Im Rahmen dieser Gedenkveranstaltung werden alljährlich Projekte geehrt, die die Erinnerung an das Grauen des Holocausts wachhalten und gegen das Wiederaufbegehren rechtsradikalen Gedankengutes mobilmachen. In diesem Jahr waren auch wieder Vertreter unserer Schule unter den Geehrten.

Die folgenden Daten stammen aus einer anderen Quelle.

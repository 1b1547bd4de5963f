// src/transport/rs485.rs

use super::Transport;
use crate::common::{
    error::BusError,
    frame::{Frame, FRAME_SIZE, STX1},
    hal_traits::{Clock, SerialPort},
    timing,
};
use alloc::vec::Vec;
use arrayvec::ArrayVec;
use core::time::Duration;
use embedded_hal::digital::OutputPin;
use log::{debug, trace, warn};
use nb::Result as NbResult;

/// Receive side of the link.
#[derive(Debug)]
enum RxState {
    /// Collecting header bytes until a valid frame header lines up.
    HeaderSync { window: ArrayVec<u8, FRAME_SIZE> },
    /// Header accepted, collecting `frame.data_length` payload bytes.
    Payload {
        frame: Frame,
        buffer: Vec<u8>,
        last_byte_at: Duration,
    },
}

impl RxState {
    fn header_sync() -> Self {
        RxState::HeaderSync { window: ArrayVec::new() }
    }
}

/// Half-duplex RS-485 transport.
///
/// Each packet is an 8-byte [`Frame`] header followed by the payload. The
/// driver-enable pin is high only while writing. Received packets are kept in
/// a single-slot inbox; while it is occupied no further bytes are read from
/// the serial port.
#[derive(Debug)]
pub struct Rs485<S, P, C> {
    serial: S,
    de_pin: P,
    clock: C,
    receive_timeout: Duration,
    rx: RxState,
    inbox: Option<Vec<u8>>,
}

impl<S, P, C> Rs485<S, P, C>
where
    S: SerialPort,
    P: OutputPin,
    C: Clock,
{
    pub fn new(serial: S, de_pin: P, clock: C) -> Self {
        Self::with_timeout(serial, de_pin, clock, timing::DEFAULT_RECEIVE_TIMEOUT)
    }

    pub fn with_timeout(serial: S, de_pin: P, clock: C, receive_timeout: Duration) -> Self {
        Rs485 {
            serial,
            de_pin,
            clock,
            receive_timeout,
            rx: RxState::header_sync(),
            inbox: None,
        }
    }

    fn on_byte(&mut self, byte: u8) {
        let now = self.clock.uptime();
        let state = core::mem::replace(&mut self.rx, RxState::header_sync());

        self.rx = match state {
            RxState::Payload { last_byte_at, .. } if now.saturating_sub(last_byte_at) > self.receive_timeout => {
                warn!("RS-485: payload timed out, packet dropped");
                Self::sync_step(ArrayVec::new(), byte, now)
            }
            RxState::Payload {
                frame,
                mut buffer,
                ..
            } => {
                buffer.push(byte);
                if buffer.len() < usize::from(frame.data_length) {
                    RxState::Payload { frame, buffer, last_byte_at: now }
                } else {
                    match frame.verify_payload(&buffer) {
                        Ok(()) => {
                            trace!("RS-485: received {} bytes", buffer.len());
                            self.inbox = Some(buffer);
                        }
                        Err(e) => warn!("RS-485: packet dropped: {}", e),
                    }
                    RxState::header_sync()
                }
            }
            RxState::HeaderSync { window } => Self::sync_step(window, byte, now),
        };
    }

    fn sync_step(mut window: ArrayVec<u8, FRAME_SIZE>, byte: u8, now: Duration) -> RxState {
        window.push(byte);
        if !window.is_full() {
            return RxState::HeaderSync { window };
        }

        let mut raw = [0u8; FRAME_SIZE];
        raw.copy_from_slice(&window);

        if !Frame::has_sync(&raw) {
            // Keep everything from the next STX1 on, it may be the real start.
            window.clear();
            if let Some(pos) = raw[1..].iter().position(|b| *b == STX1) {
                window.extend(raw[pos + 1..].iter().copied());
            }
            return RxState::HeaderSync { window };
        }

        match Frame::parse(&raw) {
            Ok(frame) if frame.data_length == 0 => {
                debug!("RS-485: empty packet ignored");
                RxState::header_sync()
            }
            Ok(frame) => RxState::Payload {
                frame,
                buffer: Vec::with_capacity(usize::from(frame.data_length)),
                last_byte_at: now,
            },
            Err(e) => {
                debug!("RS-485: bad header: {}", e);
                RxState::header_sync()
            }
        }
    }

    fn check_payload_timeout(&mut self) {
        if let RxState::Payload { last_byte_at, .. } = self.rx {
            if self.clock.uptime().saturating_sub(last_byte_at) > self.receive_timeout {
                warn!("RS-485: payload timed out, packet dropped");
                self.rx = RxState::header_sync();
            }
        }
    }

    /// Executes a non-blocking serial operation (`f`) repeatedly until it
    /// stops returning `WouldBlock`, returning the final result or a timeout error.
    fn execute_blocking_io_with_timeout<FN, T>(&mut self, timeout: Duration, mut f: FN) -> Result<T, BusError>
    where
        FN: FnMut(&mut S) -> NbResult<T, S::Error>,
    {
        let deadline = self.clock.uptime() + timeout;

        loop {
            match f(&mut self.serial) {
                Ok(result) => return Ok(result),
                Err(nb::Error::WouldBlock) => {
                    if self.clock.uptime() >= deadline {
                        return Err(BusError::Timeout);
                    }
                }
                Err(nb::Error::Other(e)) => {
                    warn!("RS-485: serial error: {:?}", e);
                    return Err(BusError::Io);
                }
            }
        }
    }

    fn send_bytes(&mut self, header: &[u8], payload: &[u8]) -> Result<(), BusError> {
        for byte in header.iter().chain(payload) {
            self.execute_blocking_io_with_timeout(timing::TRANSMIT_TIMEOUT, |serial| serial.write_byte(*byte))?;
        }
        self.execute_blocking_io_with_timeout(timing::TRANSMIT_TIMEOUT, |serial| serial.flush())
    }
}

impl<S, P, C> Transport for Rs485<S, P, C>
where
    S: SerialPort,
    P: OutputPin,
    C: Clock,
{
    fn begin(&mut self) -> Result<(), BusError> {
        self.rx = RxState::header_sync();
        self.inbox = None;
        self.de_pin.set_low().map_err(|_| BusError::Pin)
    }

    fn update(&mut self) {
        while self.inbox.is_none() {
            match self.serial.read_byte() {
                Ok(byte) => self.on_byte(byte),
                Err(nb::Error::WouldBlock) => break,
                Err(nb::Error::Other(e)) => {
                    warn!("RS-485: serial read error: {:?}", e);
                    break;
                }
            }
        }
        self.check_payload_timeout();
    }

    fn write(&mut self, payload: &[u8]) -> Result<(), BusError> {
        let header = Frame::for_payload(payload)?.encode();

        self.de_pin.set_high().map_err(|_| BusError::Pin)?;
        let sent = self.send_bytes(&header, payload);
        let released = self.de_pin.set_low().map_err(|_| BusError::Pin);

        sent.and(released)
    }

    fn available(&self) -> bool {
        self.inbox.is_some()
    }

    fn read(&self) -> Option<&[u8]> {
        self.inbox.as_deref()
    }

    fn wipe(&mut self) {
        self.inbox = None;
    }

    fn reading_timeout(&self) -> Duration {
        self.receive_timeout
    }
}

So erhielten die Literaturkurse der QI von Frau Sowa und Frau Pflugfelder diese Auszeichnung für die Einstudierung des Theaterstücks „Die drei Eisheiligen“. Das Theaterstück, das Frau Sowa unter Mitarbeit der Kurse selbst verfasst hat, basiert auf der wahren Geschichte von drei jungen Männern, die zwar verschiedenen Glaubensrichtungen angehörten, aber durch ihre Freundschaft unzertrennlich waren. Wie diese Freunde, ein Protestant, ein Katholik und ein Jude, die Unruhen der beiden Weltkriege und die Judenverfolgung im Dritten Reich durchleben, erzählt das Theaterstück, das am 20. und 21. 6. in der Stadthalle zu sehen sein wird.